[Stored items]

▽

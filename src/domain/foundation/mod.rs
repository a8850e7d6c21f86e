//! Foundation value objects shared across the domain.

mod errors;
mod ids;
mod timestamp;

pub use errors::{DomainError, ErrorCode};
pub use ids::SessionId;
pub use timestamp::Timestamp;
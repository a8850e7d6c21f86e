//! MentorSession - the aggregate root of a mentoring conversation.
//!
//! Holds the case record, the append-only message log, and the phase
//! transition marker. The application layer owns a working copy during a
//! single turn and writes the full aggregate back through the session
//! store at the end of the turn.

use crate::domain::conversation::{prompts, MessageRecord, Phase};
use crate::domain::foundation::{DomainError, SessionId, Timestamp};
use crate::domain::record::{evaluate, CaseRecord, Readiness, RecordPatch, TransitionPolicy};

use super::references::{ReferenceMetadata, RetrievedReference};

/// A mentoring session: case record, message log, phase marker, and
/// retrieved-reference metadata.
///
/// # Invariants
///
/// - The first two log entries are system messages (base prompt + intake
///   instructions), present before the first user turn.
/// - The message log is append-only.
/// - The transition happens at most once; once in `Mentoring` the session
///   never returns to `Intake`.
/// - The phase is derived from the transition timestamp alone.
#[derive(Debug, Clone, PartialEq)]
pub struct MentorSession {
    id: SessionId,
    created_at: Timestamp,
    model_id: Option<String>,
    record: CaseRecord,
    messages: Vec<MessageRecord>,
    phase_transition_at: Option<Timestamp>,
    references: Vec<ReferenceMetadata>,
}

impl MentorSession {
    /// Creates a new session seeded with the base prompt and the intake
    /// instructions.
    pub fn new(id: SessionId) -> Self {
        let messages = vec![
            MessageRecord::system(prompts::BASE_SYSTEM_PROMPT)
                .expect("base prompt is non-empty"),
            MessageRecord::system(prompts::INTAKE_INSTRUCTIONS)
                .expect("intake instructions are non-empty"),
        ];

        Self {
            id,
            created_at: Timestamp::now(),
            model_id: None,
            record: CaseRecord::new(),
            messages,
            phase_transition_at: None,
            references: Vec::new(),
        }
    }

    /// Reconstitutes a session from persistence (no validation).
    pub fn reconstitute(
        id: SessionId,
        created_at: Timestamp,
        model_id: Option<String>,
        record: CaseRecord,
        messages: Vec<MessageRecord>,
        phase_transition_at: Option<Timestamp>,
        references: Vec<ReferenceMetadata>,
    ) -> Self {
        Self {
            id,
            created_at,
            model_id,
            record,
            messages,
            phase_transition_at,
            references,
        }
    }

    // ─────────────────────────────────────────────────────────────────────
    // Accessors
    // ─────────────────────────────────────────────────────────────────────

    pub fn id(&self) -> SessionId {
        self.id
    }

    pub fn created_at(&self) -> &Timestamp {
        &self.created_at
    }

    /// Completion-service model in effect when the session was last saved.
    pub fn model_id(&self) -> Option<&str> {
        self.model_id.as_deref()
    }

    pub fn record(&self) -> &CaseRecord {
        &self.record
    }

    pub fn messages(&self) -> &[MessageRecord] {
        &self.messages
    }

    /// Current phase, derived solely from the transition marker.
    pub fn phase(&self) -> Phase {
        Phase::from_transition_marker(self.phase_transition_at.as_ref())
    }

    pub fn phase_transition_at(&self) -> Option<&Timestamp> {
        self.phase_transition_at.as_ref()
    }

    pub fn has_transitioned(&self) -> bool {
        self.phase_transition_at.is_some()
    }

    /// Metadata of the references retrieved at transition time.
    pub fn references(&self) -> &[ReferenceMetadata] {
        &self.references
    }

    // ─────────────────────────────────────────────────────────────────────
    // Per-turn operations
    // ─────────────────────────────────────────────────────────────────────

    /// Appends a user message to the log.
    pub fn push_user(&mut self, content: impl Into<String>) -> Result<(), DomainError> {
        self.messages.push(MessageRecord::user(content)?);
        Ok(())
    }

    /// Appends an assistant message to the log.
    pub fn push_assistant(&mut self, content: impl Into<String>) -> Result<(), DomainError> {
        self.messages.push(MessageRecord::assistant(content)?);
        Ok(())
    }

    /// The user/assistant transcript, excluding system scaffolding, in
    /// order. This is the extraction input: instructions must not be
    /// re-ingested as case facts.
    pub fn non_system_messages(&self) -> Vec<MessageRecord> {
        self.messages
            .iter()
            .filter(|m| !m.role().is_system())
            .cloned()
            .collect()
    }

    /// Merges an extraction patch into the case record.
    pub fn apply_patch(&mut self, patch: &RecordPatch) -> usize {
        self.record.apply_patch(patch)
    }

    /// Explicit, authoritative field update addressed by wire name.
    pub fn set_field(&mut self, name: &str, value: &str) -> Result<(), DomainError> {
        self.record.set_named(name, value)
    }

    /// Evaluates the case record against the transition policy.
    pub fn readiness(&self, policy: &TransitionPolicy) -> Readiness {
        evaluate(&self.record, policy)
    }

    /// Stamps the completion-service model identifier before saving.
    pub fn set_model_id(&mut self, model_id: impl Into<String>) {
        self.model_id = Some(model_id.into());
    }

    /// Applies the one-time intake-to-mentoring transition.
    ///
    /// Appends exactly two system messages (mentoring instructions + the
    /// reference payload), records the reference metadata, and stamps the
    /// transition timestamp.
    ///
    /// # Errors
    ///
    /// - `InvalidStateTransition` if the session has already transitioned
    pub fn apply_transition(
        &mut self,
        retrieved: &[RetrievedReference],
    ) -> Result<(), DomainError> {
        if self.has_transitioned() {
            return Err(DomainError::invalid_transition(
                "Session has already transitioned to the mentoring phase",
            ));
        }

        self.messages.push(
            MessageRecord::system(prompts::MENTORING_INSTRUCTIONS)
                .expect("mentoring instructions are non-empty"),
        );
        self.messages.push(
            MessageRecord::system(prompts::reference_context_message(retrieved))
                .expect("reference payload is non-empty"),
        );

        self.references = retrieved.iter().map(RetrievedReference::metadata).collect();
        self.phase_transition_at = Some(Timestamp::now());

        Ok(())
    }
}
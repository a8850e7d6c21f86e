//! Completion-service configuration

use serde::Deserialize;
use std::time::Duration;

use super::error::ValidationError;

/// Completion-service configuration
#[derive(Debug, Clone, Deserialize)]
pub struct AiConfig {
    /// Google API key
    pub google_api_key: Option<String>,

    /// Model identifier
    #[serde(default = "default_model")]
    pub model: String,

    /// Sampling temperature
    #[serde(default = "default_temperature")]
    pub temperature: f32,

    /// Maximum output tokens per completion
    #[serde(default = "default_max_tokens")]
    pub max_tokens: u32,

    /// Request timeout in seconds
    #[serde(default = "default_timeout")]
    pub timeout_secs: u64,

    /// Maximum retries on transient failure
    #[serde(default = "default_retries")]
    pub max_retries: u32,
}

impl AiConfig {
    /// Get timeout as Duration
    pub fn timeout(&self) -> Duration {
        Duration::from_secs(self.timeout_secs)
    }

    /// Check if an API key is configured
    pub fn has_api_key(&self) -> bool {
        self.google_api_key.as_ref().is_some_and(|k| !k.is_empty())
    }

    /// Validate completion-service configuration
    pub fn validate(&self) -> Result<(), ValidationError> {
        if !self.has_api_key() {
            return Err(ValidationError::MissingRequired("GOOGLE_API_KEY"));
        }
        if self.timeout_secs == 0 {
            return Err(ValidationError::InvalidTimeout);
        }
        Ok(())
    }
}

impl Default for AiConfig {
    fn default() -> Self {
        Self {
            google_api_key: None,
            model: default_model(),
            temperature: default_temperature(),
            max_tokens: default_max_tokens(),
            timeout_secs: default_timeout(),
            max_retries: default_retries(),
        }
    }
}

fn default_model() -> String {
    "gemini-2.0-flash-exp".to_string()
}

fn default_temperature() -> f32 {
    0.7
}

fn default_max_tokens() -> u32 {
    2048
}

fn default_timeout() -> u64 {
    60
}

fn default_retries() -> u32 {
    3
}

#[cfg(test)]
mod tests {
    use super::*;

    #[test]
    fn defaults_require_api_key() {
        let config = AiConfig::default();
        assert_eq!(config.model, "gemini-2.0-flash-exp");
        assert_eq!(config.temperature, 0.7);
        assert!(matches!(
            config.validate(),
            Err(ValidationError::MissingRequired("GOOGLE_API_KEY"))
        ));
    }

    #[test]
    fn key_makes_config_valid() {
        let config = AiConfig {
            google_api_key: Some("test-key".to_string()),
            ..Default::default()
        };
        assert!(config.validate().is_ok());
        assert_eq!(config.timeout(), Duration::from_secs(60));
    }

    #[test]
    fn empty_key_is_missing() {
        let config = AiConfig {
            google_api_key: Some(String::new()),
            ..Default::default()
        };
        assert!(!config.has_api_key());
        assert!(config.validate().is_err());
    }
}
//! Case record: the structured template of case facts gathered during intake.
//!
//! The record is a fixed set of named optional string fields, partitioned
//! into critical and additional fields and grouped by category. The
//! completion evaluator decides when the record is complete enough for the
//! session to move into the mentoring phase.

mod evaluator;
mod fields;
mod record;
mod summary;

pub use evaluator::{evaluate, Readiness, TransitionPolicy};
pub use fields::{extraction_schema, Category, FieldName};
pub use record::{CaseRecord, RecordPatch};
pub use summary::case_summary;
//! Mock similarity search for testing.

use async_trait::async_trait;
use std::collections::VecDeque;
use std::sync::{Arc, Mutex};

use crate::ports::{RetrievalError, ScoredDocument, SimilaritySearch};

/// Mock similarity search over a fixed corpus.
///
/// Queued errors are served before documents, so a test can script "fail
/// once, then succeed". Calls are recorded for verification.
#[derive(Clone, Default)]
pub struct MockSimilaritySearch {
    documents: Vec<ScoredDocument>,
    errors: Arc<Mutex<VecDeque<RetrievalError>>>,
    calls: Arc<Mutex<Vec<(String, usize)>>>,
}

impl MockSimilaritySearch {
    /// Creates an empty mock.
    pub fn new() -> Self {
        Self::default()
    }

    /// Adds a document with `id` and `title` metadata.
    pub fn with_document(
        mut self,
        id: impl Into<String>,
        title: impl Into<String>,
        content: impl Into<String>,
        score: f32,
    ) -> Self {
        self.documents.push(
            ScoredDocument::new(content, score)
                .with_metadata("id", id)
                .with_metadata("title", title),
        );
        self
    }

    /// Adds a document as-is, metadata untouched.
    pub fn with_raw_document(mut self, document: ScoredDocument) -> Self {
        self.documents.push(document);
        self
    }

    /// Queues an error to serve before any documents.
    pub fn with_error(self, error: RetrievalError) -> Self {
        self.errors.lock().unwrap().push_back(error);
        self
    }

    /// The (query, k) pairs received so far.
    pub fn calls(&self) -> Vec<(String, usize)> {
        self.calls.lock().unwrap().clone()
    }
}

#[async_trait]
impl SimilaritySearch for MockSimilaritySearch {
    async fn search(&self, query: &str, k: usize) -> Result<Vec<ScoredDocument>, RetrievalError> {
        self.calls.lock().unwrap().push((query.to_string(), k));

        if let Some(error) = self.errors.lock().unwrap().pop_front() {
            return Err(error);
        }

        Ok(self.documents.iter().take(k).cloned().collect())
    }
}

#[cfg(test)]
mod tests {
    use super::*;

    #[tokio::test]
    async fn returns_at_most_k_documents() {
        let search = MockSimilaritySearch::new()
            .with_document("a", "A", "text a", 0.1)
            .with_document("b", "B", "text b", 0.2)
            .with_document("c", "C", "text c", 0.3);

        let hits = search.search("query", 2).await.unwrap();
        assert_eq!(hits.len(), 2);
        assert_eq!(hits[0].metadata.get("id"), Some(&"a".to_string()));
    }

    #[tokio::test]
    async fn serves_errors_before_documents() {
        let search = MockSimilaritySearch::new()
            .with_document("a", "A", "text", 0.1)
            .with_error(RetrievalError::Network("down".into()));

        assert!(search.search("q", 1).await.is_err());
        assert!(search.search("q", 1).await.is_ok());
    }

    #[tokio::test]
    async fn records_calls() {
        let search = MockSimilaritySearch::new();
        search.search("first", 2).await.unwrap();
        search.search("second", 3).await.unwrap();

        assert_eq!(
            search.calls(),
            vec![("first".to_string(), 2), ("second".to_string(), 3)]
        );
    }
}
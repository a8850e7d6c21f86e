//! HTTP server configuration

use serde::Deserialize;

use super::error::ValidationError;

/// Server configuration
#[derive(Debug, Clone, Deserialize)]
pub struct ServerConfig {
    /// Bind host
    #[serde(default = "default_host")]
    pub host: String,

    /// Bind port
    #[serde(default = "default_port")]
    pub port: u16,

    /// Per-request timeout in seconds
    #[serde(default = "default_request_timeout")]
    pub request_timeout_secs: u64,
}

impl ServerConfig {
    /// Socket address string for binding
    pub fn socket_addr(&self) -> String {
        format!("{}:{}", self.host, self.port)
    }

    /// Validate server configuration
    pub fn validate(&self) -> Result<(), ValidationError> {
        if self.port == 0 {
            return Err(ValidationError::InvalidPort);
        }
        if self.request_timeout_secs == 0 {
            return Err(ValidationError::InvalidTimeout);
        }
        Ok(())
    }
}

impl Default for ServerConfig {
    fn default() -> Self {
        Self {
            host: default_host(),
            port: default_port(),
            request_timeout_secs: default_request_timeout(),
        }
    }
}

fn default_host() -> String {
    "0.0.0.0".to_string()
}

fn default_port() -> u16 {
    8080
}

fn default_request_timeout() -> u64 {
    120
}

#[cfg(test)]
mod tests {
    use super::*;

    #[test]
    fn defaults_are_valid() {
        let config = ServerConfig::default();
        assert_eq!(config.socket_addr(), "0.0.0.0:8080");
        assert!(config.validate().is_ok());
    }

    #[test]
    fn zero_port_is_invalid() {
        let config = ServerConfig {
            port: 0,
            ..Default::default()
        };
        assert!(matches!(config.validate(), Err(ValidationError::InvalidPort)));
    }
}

△

What you have to do
Sift the data above for lines with "hits", then copy each one.

Your response
        let hits = search.search("query", 2).await.unwrap();
        assert_eq!(hits.len(), 2);
        assert_eq!(hits[0].metadata.get("id"), Some(&"a".to_string()));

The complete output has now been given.